Et ce n’est pas faute d’être séduisant ! Présentement, sciences, techniques et imagination permettent une harmonie complète avec son habitation ou encore avec son lieu de travail. Les solutions et les inventions sont le moins qu’on puisse dire époustouflantes. Sur des pages web ainsi que sur les réseaux sociaux, des entreprises proposent des services de rêve que tout un chacun voudrait s’offrir. En voilà un échantillon : « (…) est une solution intelligente qui vous permet de contrôler votre maison à distance avec votre smartphone, gérer vos volets roulants électriques, climatiseurs, chaudière et lumière tout en étant loin de votre maison ». Ou encore : « Vous êtes au lit ! Éteignez la lumière par simple touche de votre téléphone portable. Réglez votre chaudière à distance où que vous soyez. Allumez votre climatiseur avant de rentrer chez vous, et, une fois rentré, votre maison est pleine de fraîcheur. Une personne sonne à votre maison ! Vous êtes absent ? Votre maison vous met en vidéoconférence avec lui. » « Vous êtes sorti ! Oups ! Vous avez oublié d'éteindre la lumière ! Alors éteignez-la à distance ! Même si vous êtes au bout du monde », écrit une entreprise sur sa page Facebook. Un peu plus bas, on lit : « Plus besoin de vous déplacer jusqu'à votre chaudière pour régler la température. Faites le directement avec votre smartphone où que vous soyez. » Alléchant, n’est-ce pas ?

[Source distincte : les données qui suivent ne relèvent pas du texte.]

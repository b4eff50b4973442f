//! Instrument classification: deriving the grouping root.
//!
//! Equities and equity options root at the underlying symbol; futures
//! root at the slash-prefixed product; futures options resolve through
//! the configured month mapping to the underlying future product, since
//! an option month may deliver a differently-dated contract.

use std::collections::HashMap;

use journal_core::instrument::ContractMonth;
use journal_core::{
    ClassifiedTransaction, Error, FutOptMonthMapping, Instrument, InstrumentClass, Result,
    Transaction,
};

/// Statistics about classification quality.
#[derive(Debug, Clone, Default)]
pub struct ClassificationStats {
    /// Total transactions seen.
    pub total: u64,
    /// Equity transactions.
    pub equities: u64,
    /// Equity option transactions.
    pub equity_options: u64,
    /// Futures transactions.
    pub futures: u64,
    /// Futures option transactions.
    pub futures_options: u64,
    /// Futures options resolved through an explicit mapping entry.
    pub mapped: u64,
    /// Futures options resolved by the strip-`O` default rule.
    pub defaulted: u64,
    /// Transactions that failed classification.
    pub unmapped: u64,
}

/// Classifier resolving transactions to their grouping root.
#[derive(Debug)]
pub struct InstrumentClassifier {
    /// (option product, option month) -> (future product, future month).
    months: HashMap<(String, ContractMonth), (String, ContractMonth)>,
    /// Classification statistics.
    stats: ClassificationStats,
}

impl InstrumentClassifier {
    /// Build a classifier from the configured month mapping.
    ///
    /// A malformed entry is a configuration error: the mapping is
    /// user-owned state and must be fixed, not skipped.
    pub fn new(mapping: &FutOptMonthMapping) -> Result<Self> {
        let mut months = HashMap::with_capacity(mapping.months.len());
        for item in &mapping.months {
            let option_month = ContractMonth::parse(&item.option_month).map_err(|_| {
                Error::config(format!(
                    "bad option_month {:?} for product {:?}",
                    item.option_month, item.option_product
                ))
            })?;
            let future_month = ContractMonth::parse(&item.future_month).map_err(|_| {
                Error::config(format!(
                    "bad future_month {:?} for product {:?}",
                    item.future_month, item.option_product
                ))
            })?;
            months.insert(
                (item.option_product.clone(), option_month),
                (item.future_product.clone(), future_month),
            );
        }
        Ok(Self {
            months,
            stats: ClassificationStats::default(),
        })
    }

    /// Classify a single transaction.
    ///
    /// Failure excludes the transaction from matching; a wrong root would
    /// corrupt grouping, so there is no silent fallback.
    pub fn classify(&mut self, txn: &Transaction) -> Result<ClassifiedTransaction> {
        self.stats.total += 1;
        let class = txn.instrument.class();
        let (root, underlying_month) = match &txn.instrument {
            Instrument::Equity { root } => (root.clone(), None),
            Instrument::EquityOption { underlying, .. } => (underlying.clone(), None),
            Instrument::Future { product, .. } => (format!("/{product}"), None),
            Instrument::FuturesOption { product, month, .. } => {
                match self.resolve_future(product, *month) {
                    Ok((future_product, future_month)) => {
                        (format!("/{future_product}"), Some(future_month))
                    }
                    Err(error) => {
                        self.stats.unmapped += 1;
                        return Err(error);
                    }
                }
            }
        };
        match class {
            InstrumentClass::Equity => self.stats.equities += 1,
            InstrumentClass::EquityOption => self.stats.equity_options += 1,
            InstrumentClass::Future => self.stats.futures += 1,
            InstrumentClass::FuturesOption => self.stats.futures_options += 1,
        }
        Ok(ClassifiedTransaction {
            expiration: txn.instrument.expiration(),
            txn: txn.clone(),
            root,
            class,
            underlying_month,
        })
    }

    /// Classify a batch, splitting failures out for the run report.
    pub fn classify_batch(
        &mut self,
        txns: Vec<Transaction>,
    ) -> (Vec<ClassifiedTransaction>, Vec<(Transaction, Error)>) {
        let mut classified = Vec::with_capacity(txns.len());
        let mut failed = Vec::new();
        for txn in txns {
            match self.classify(&txn) {
                Ok(ct) => classified.push(ct),
                Err(error) => failed.push((txn, error)),
            }
        }
        (classified, failed)
    }

    /// Resolve a futures-option (product, month) to its underlying future.
    fn resolve_future(
        &mut self,
        product: &str,
        month: ContractMonth,
    ) -> Result<(String, ContractMonth)> {
        if let Some((future_product, future_month)) =
            self.months.get(&(product.to_string(), month))
        {
            self.stats.mapped += 1;
            return Ok((future_product.clone(), *future_month));
        }
        // Default rule: an `O`-prefixed option product trades against the
        // same-month future (OZC -> ZC).
        if let Some(stripped) = product.strip_prefix('O') {
            if !stripped.is_empty() {
                self.stats.defaulted += 1;
                return Ok((stripped.to_string(), month));
            }
        }
        Err(Error::unmapped(product, month.to_string()))
    }

    /// Get classification statistics.
    pub fn stats(&self) -> &ClassificationStats {
        &self.stats
    }
}

#[cfg(test)]
mod tests {
    use super::*;
    use chrono::NaiveDate;
    use journal_core::config::MonthMappingItem;
    use journal_core::instrument::MonthCode;
    use journal_core::{TxnEffect, TxnSide};
    use rust_decimal_macros::dec;

    fn make_txn(id: &str, symbol: &str) -> Transaction {
        Transaction {
            id: id.to_string(),
            account: "x1234".to_string(),
            order_id: None,
            datetime: NaiveDate::from_ymd_opt(2024, 1, 2)
                .unwrap()
                .and_hms_opt(10, 30, 0)
                .unwrap(),
            instrument: Instrument::parse(symbol).unwrap(),
            side: TxnSide::Buy,
            quantity: dec!(1),
            price: dec!(1),
            effect: TxnEffect::Open,
        }
    }

    fn make_mapping(items: &[(&str, &str, &str, &str)]) -> FutOptMonthMapping {
        FutOptMonthMapping {
            months: items
                .iter()
                .map(|(op, om, fp, fm)| MonthMappingItem {
                    option_product: op.to_string(),
                    option_month: om.to_string(),
                    future_product: fp.to_string(),
                    future_month: fm.to_string(),
                })
                .collect(),
        }
    }

    #[test]
    fn test_classify_equity_and_option() {
        let mut classifier = InstrumentClassifier::new(&FutOptMonthMapping::default()).unwrap();

        let equity = classifier.classify(&make_txn("t1", "XYZ")).unwrap();
        assert_eq!(equity.root, "XYZ");
        assert_eq!(equity.class, InstrumentClass::Equity);

        let option = classifier
            .classify(&make_txn("t2", "XYZ_240119_C150"))
            .unwrap();
        assert_eq!(option.root, "XYZ");
        assert_eq!(option.class, InstrumentClass::EquityOption);
        assert_eq!(
            option.expiration,
            NaiveDate::from_ymd_opt(2024, 1, 19)
        );
    }

    #[test]
    fn test_classify_future() {
        let mut classifier = InstrumentClassifier::new(&FutOptMonthMapping::default()).unwrap();
        let classified = classifier.classify(&make_txn("t1", "/ZCH24")).unwrap();
        assert_eq!(classified.root, "/ZC");
        assert_eq!(classified.class, InstrumentClass::Future);
    }

    #[test]
    fn test_futures_option_explicit_mapping() {
        // A January option delivering the March contract.
        let mapping = make_mapping(&[("OZC", "F24", "ZC", "H24")]);
        let mut classifier = InstrumentClassifier::new(&mapping).unwrap();

        let classified = classifier
            .classify(&make_txn("t1", "/OZCF24_C450"))
            .unwrap();
        assert_eq!(classified.root, "/ZC");
        assert_eq!(
            classified.underlying_month,
            Some(ContractMonth {
                code: MonthCode::H,
                year: 2024
            })
        );
        assert_eq!(classifier.stats().mapped, 1);
    }

    #[test]
    fn test_futures_option_default_rule() {
        let mut classifier = InstrumentClassifier::new(&FutOptMonthMapping::default()).unwrap();
        let classified = classifier
            .classify(&make_txn("t1", "/OZCH24_C450"))
            .unwrap();
        assert_eq!(classified.root, "/ZC");
        assert_eq!(
            classified.underlying_month,
            Some(ContractMonth {
                code: MonthCode::H,
                year: 2024
            })
        );
        assert_eq!(classifier.stats().defaulted, 1);
    }

    #[test]
    fn test_unmapped_futures_option() {
        let mut classifier = InstrumentClassifier::new(&FutOptMonthMapping::default()).unwrap();
        let err = classifier
            .classify(&make_txn("t1", "/XWH24_C650"))
            .unwrap_err();
        assert!(matches!(err, Error::UnmappedInstrument { .. }));
        assert!(err.to_string().contains("XW"));
        assert!(err.to_string().contains("H24"));
        assert_eq!(classifier.stats().unmapped, 1);
    }

    #[test]
    fn test_malformed_mapping_is_config_error() {
        let mapping = make_mapping(&[("OZC", "JAN24", "ZC", "H24")]);
        let err = InstrumentClassifier::new(&mapping).unwrap_err();
        assert!(matches!(err, Error::Config(_)));
    }

    #[test]
    fn test_classify_batch_splits_failures() {
        let mut classifier = InstrumentClassifier::new(&FutOptMonthMapping::default()).unwrap();
        let txns = vec![
            make_txn("t1", "XYZ"),
            make_txn("t2", "/XWH24_C650"),
            make_txn("t3", "/ZCH24"),
        ];
        let (classified, failed) = classifier.classify_batch(txns);
        assert_eq!(classified.len(), 2);
        assert_eq!(failed.len(), 1);
        assert_eq!(failed[0].0.id, "t2");
    }
}
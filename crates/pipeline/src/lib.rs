//! End-to-end pipeline for the trade-journal system.
//!
//! This crate handles:
//! - The run engine stitching normalize → classify → match → reconcile
//! - The run report (excluded rows, warnings, counts by kind)
//! - Per-chain summaries for downstream reporting
//! - The snapshot store (atomic whole-file JSON replace)

pub mod engine;
pub mod report;
pub mod store;
pub mod summary;

pub use engine::{run, RunOutput};
pub use report::{ExcludedRow, RunReport};
pub use store::{load, load_or_default, save};
pub use summary::{summarize, ChainSummary};
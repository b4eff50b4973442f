//! Chain construction for the trade-journal system.
//!
//! This crate handles:
//! - Position tables and the transaction index
//! - Matching classified transactions into chains
//! - Manual link overrides and chain merging
//! - Trade-shape classification of opening legs
//! - Aggregation of derived chain fields
//! - Chain-id pinning and persisted-record reconciliation
//! - Lifecycle finalization of closed chains

pub mod table;
pub mod matcher;
pub mod links;
pub mod shape;
pub mod aggregator;
pub mod reconcile;
pub mod lifecycle;

pub use table::{PositionBook, TransactionIndex};
pub use matcher::{match_chains, verify_chains, MatchOutcome, MatchedChain};
pub use links::apply_links;
pub use shape::classify_shape;
pub use aggregator::{aggregate, default_comment};
pub use reconcile::{assign_chain_ids, reconcile_chain};
pub use lifecycle::finalize;
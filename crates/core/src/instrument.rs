//! Instrument symbology: parsing and canonical rendering of symbols.
//!
//! Four instrument kinds are supported:
//! - Equity:          `XYZ`
//! - Equity option:   `XYZ_240119_C150` (underlying, yymmdd expiry, C|P strike)
//! - Future:          `/ZCH24` (slash, product, month code, two-digit year)
//! - Futures option:  `/OZCH24_C450`, optionally `/OZCH24_240216_C450`
//!
//! The canonical rendering doubles as the per-instrument position key in
//! chain matching, so it must be stable: strikes are normalized (no
//! trailing zeros) and months always render as code plus two-digit year.

use std::fmt;

use chrono::NaiveDate;
use rust_decimal::Decimal;
use serde::{Deserialize, Serialize};

use crate::error::{Error, Result};

/// Futures month codes, January through December.
#[derive(Debug, Clone, Copy, PartialEq, Eq, Hash, Serialize, Deserialize)]
pub enum MonthCode {
    F,
    G,
    H,
    J,
    K,
    M,
    N,
    Q,
    U,
    V,
    X,
    Z,
}

impl MonthCode {
    /// Parse a single month-code letter.
    pub fn from_char(c: char) -> Option<Self> {
        match c {
            'F' => Some(MonthCode::F),
            'G' => Some(MonthCode::G),
            'H' => Some(MonthCode::H),
            'J' => Some(MonthCode::J),
            'K' => Some(MonthCode::K),
            'M' => Some(MonthCode::M),
            'N' => Some(MonthCode::N),
            'Q' => Some(MonthCode::Q),
            'U' => Some(MonthCode::U),
            'V' => Some(MonthCode::V),
            'X' => Some(MonthCode::X),
            'Z' => Some(MonthCode::Z),
            _ => None,
        }
    }

    /// The code letter.
    pub fn as_char(self) -> char {
        match self {
            MonthCode::F => 'F',
            MonthCode::G => 'G',
            MonthCode::H => 'H',
            MonthCode::J => 'J',
            MonthCode::K => 'K',
            MonthCode::M => 'M',
            MonthCode::N => 'N',
            MonthCode::Q => 'Q',
            MonthCode::U => 'U',
            MonthCode::V => 'V',
            MonthCode::X => 'X',
            MonthCode::Z => 'Z',
        }
    }

    /// Calendar month number, 1 through 12.
    pub fn month_number(self) -> u32 {
        match self {
            MonthCode::F => 1,
            MonthCode::G => 2,
            MonthCode::H => 3,
            MonthCode::J => 4,
            MonthCode::K => 5,
            MonthCode::M => 6,
            MonthCode::N => 7,
            MonthCode::Q => 8,
            MonthCode::U => 9,
            MonthCode::V => 10,
            MonthCode::X => 11,
            MonthCode::Z => 12,
        }
    }
}

/// A futures contract month, e.g. `H24` for March 2024.
#[derive(Debug, Clone, Copy, PartialEq, Eq, Hash, Serialize, Deserialize)]
pub struct ContractMonth {
    /// Month code letter.
    pub code: MonthCode,
    /// Full contract year.
    pub year: u16,
}

impl ContractMonth {
    /// Parse a month string such as `H24`.
    pub fn parse(s: &str) -> Result<Self> {
        let mut chars = s.chars();
        let code = chars
            .next()
            .and_then(MonthCode::from_char)
            .ok_or_else(|| Error::validation(format!("invalid contract month {s:?}")))?;
        let rest = chars.as_str();
        if rest.len() != 2 || !rest.bytes().all(|b| b.is_ascii_digit()) {
            return Err(Error::validation(format!("invalid contract month {s:?}")));
        }
        let yy: u16 = rest
            .parse()
            .map_err(|_| Error::validation(format!("invalid contract month {s:?}")))?;
        Ok(ContractMonth {
            code,
            year: 2000 + yy,
        })
    }
}

impl fmt::Display for ContractMonth {
    fn fmt(&self, f: &mut fmt::Formatter<'_>) -> fmt::Result {
        write!(f, "{}{:02}", self.code.as_char(), self.year % 100)
    }
}

/// Option type: call or put.
#[derive(Debug, Clone, Copy, PartialEq, Eq, Hash, Serialize, Deserialize)]
pub enum OptionType {
    Call,
    Put,
}

impl OptionType {
    /// Parse a C/P letter.
    pub fn from_char(c: char) -> Option<Self> {
        match c {
            'C' => Some(OptionType::Call),
            'P' => Some(OptionType::Put),
            _ => None,
        }
    }

    /// The C/P letter.
    pub fn as_char(self) -> char {
        match self {
            OptionType::Call => 'C',
            OptionType::Put => 'P',
        }
    }
}

/// Broad instrument classification used for grouping.
#[derive(Debug, Clone, Copy, PartialEq, Eq, Serialize, Deserialize)]
pub enum InstrumentClass {
    Equity,
    EquityOption,
    Future,
    FuturesOption,
}

impl InstrumentClass {
    /// Whether this class is an option.
    pub fn is_option(self) -> bool {
        matches!(
            self,
            InstrumentClass::EquityOption | InstrumentClass::FuturesOption
        )
    }
}

/// A parsed instrument descriptor.
#[derive(Debug, Clone, PartialEq, Eq, Serialize, Deserialize)]
pub enum Instrument {
    /// Plain stock or ETF.
    Equity {
        /// Root symbol.
        root: String,
    },
    /// Listed option on an equity.
    EquityOption {
        /// Underlying root symbol.
        underlying: String,
        /// Expiration date.
        expiration: NaiveDate,
        /// Call or put.
        option_type: OptionType,
        /// Strike price, normalized.
        strike: Decimal,
    },
    /// Futures contract.
    Future {
        /// Product code without the slash, e.g. "ZC".
        product: String,
        /// Contract month.
        month: ContractMonth,
    },
    /// Option on a futures contract.
    FuturesOption {
        /// Option product code without the slash, e.g. "OZC".
        product: String,
        /// Option contract month.
        month: ContractMonth,
        /// Expiration date when the symbol carries one.
        expiration: Option<NaiveDate>,
        /// Call or put.
        option_type: OptionType,
        /// Strike price, normalized.
        strike: Decimal,
    },
}

impl Instrument {
    /// Parse a symbol string into an instrument descriptor.
    pub fn parse(symbol: &str) -> Result<Self> {
        if symbol.is_empty() {
            return Err(Error::validation("empty symbol"));
        }
        if !symbol.is_ascii() {
            return Err(Error::validation(format!("non-ascii symbol {symbol:?}")));
        }
        match symbol.strip_prefix('/') {
            Some(rest) => Self::parse_futures(symbol, rest),
            None => Self::parse_equity(symbol),
        }
    }

    fn parse_equity(symbol: &str) -> Result<Self> {
        let parts: Vec<&str> = symbol.split('_').collect();
        match parts.as_slice() {
            [root] => {
                parse_root(symbol, root)?;
                Ok(Instrument::Equity {
                    root: (*root).to_string(),
                })
            }
            [underlying, expiry, tail] => {
                parse_root(symbol, underlying)?;
                let expiration = parse_expiry(symbol, expiry)?;
                let (option_type, strike) = parse_option_tail(symbol, tail)?;
                Ok(Instrument::EquityOption {
                    underlying: (*underlying).to_string(),
                    expiration,
                    option_type,
                    strike,
                })
            }
            _ => Err(Error::validation(format!(
                "unrecognized symbol {symbol:?}"
            ))),
        }
    }

    fn parse_futures(symbol: &str, rest: &str) -> Result<Self> {
        let parts: Vec<&str> = rest.split('_').collect();
        match parts.as_slice() {
            [contract] => {
                let (product, month) = parse_contract(symbol, contract)?;
                Ok(Instrument::Future { product, month })
            }
            [contract, tail] => {
                let (product, month) = parse_contract(symbol, contract)?;
                let (option_type, strike) = parse_option_tail(symbol, tail)?;
                Ok(Instrument::FuturesOption {
                    product,
                    month,
                    expiration: None,
                    option_type,
                    strike,
                })
            }
            [contract, expiry, tail] => {
                let (product, month) = parse_contract(symbol, contract)?;
                let expiration = parse_expiry(symbol, expiry)?;
                let (option_type, strike) = parse_option_tail(symbol, tail)?;
                Ok(Instrument::FuturesOption {
                    product,
                    month,
                    expiration: Some(expiration),
                    option_type,
                    strike,
                })
            }
            _ => Err(Error::validation(format!(
                "unrecognized symbol {symbol:?}"
            ))),
        }
    }

    /// Broad classification of this instrument.
    pub fn class(&self) -> InstrumentClass {
        match self {
            Instrument::Equity { .. } => InstrumentClass::Equity,
            Instrument::EquityOption { .. } => InstrumentClass::EquityOption,
            Instrument::Future { .. } => InstrumentClass::Future,
            Instrument::FuturesOption { .. } => InstrumentClass::FuturesOption,
        }
    }

    /// Underlying product or root symbol, without the futures slash.
    pub fn product(&self) -> &str {
        match self {
            Instrument::Equity { root } => root,
            Instrument::EquityOption { underlying, .. } => underlying,
            Instrument::Future { product, .. } => product,
            Instrument::FuturesOption { product, .. } => product,
        }
    }

    /// Expiration date, when the symbol carries one.
    pub fn expiration(&self) -> Option<NaiveDate> {
        match self {
            Instrument::EquityOption { expiration, .. } => Some(*expiration),
            Instrument::FuturesOption { expiration, .. } => *expiration,
            _ => None,
        }
    }

    /// Contract month for futures and futures options.
    pub fn month(&self) -> Option<ContractMonth> {
        match self {
            Instrument::Future { month, .. } => Some(*month),
            Instrument::FuturesOption { month, .. } => Some(*month),
            _ => None,
        }
    }

    /// Call/put and strike for options.
    pub fn option_leg(&self) -> Option<(OptionType, Decimal)> {
        match self {
            Instrument::EquityOption {
                option_type, strike, ..
            } => Some((*option_type, *strike)),
            Instrument::FuturesOption {
                option_type, strike, ..
            } => Some((*option_type, *strike)),
            _ => None,
        }
    }

    /// Whether this instrument is an option.
    pub fn is_option(&self) -> bool {
        self.class().is_option()
    }
}

impl fmt::Display for Instrument {
    fn fmt(&self, f: &mut fmt::Formatter<'_>) -> fmt::Result {
        match self {
            Instrument::Equity { root } => write!(f, "{root}"),
            Instrument::EquityOption {
                underlying,
                expiration,
                option_type,
                strike,
            } => write!(
                f,
                "{underlying}_{}_{}{strike}",
                expiration.format("%y%m%d"),
                option_type.as_char(),
            ),
            Instrument::Future { product, month } => write!(f, "/{product}{month}"),
            Instrument::FuturesOption {
                product,
                month,
                expiration,
                option_type,
                strike,
            } => {
                write!(f, "/{product}{month}")?;
                if let Some(exp) = expiration {
                    write!(f, "_{}", exp.format("%y%m%d"))?;
                }
                write!(f, "_{}{strike}", option_type.as_char())
            }
        }
    }
}

fn parse_root(symbol: &str, root: &str) -> Result<()> {
    let valid = !root.is_empty()
        && root.starts_with(|c: char| c.is_ascii_alphabetic())
        && root.chars().all(|c| c.is_ascii_alphanumeric() || c == '.');
    if valid {
        Ok(())
    } else {
        Err(Error::validation(format!(
            "invalid root in symbol {symbol:?}"
        )))
    }
}

/// Split a futures contract like `ZCH24` into product and month.
fn parse_contract(symbol: &str, contract: &str) -> Result<(String, ContractMonth)> {
    if contract.len() < 4 || !contract.bytes().all(|b| b.is_ascii_alphanumeric()) {
        return Err(Error::validation(format!(
            "invalid futures contract in symbol {symbol:?}"
        )));
    }
    let split = contract.len() - 3;
    let product = &contract[..split];
    let month = ContractMonth::parse(&contract[split..])
        .map_err(|_| Error::validation(format!("invalid contract month in symbol {symbol:?}")))?;
    parse_root(symbol, product)?;
    Ok((product.to_string(), month))
}

fn parse_expiry(symbol: &str, expiry: &str) -> Result<NaiveDate> {
    if expiry.len() != 6 || !expiry.bytes().all(|b| b.is_ascii_digit()) {
        return Err(Error::validation(format!(
            "invalid expiry in symbol {symbol:?}"
        )));
    }
    NaiveDate::parse_from_str(expiry, "%y%m%d")
        .map_err(|_| Error::validation(format!("invalid expiry in symbol {symbol:?}")))
}

/// Parse an option tail like `C150` or `P32.5`.
fn parse_option_tail(symbol: &str, tail: &str) -> Result<(OptionType, Decimal)> {
    let mut chars = tail.chars();
    let option_type = chars
        .next()
        .and_then(OptionType::from_char)
        .ok_or_else(|| Error::validation(format!("invalid option type in symbol {symbol:?}")))?;
    let strike: Decimal = chars
        .as_str()
        .parse()
        .map_err(|_| Error::validation(format!("invalid strike in symbol {symbol:?}")))?;
    if strike <= Decimal::ZERO {
        return Err(Error::validation(format!(
            "non-positive strike in symbol {symbol:?}"
        )));
    }
    Ok((option_type, strike.normalize()))
}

Et c’est loin d’être tout ! D’autres solutions qui font d’une maison plus qu’une maison – elles en font une réelle complice – sont proposées. « Une fois sorti de votre maison, un système de surveillance se déclenchera. Si votre maison intelligente détecte la présence d'une personne à l'intérieur, vous recevrez sa photo instantanément sur votre smartphone. Et vous pouvez déclencher l'alarme à tout moment », peut-on lire sur la page web d’une entreprise.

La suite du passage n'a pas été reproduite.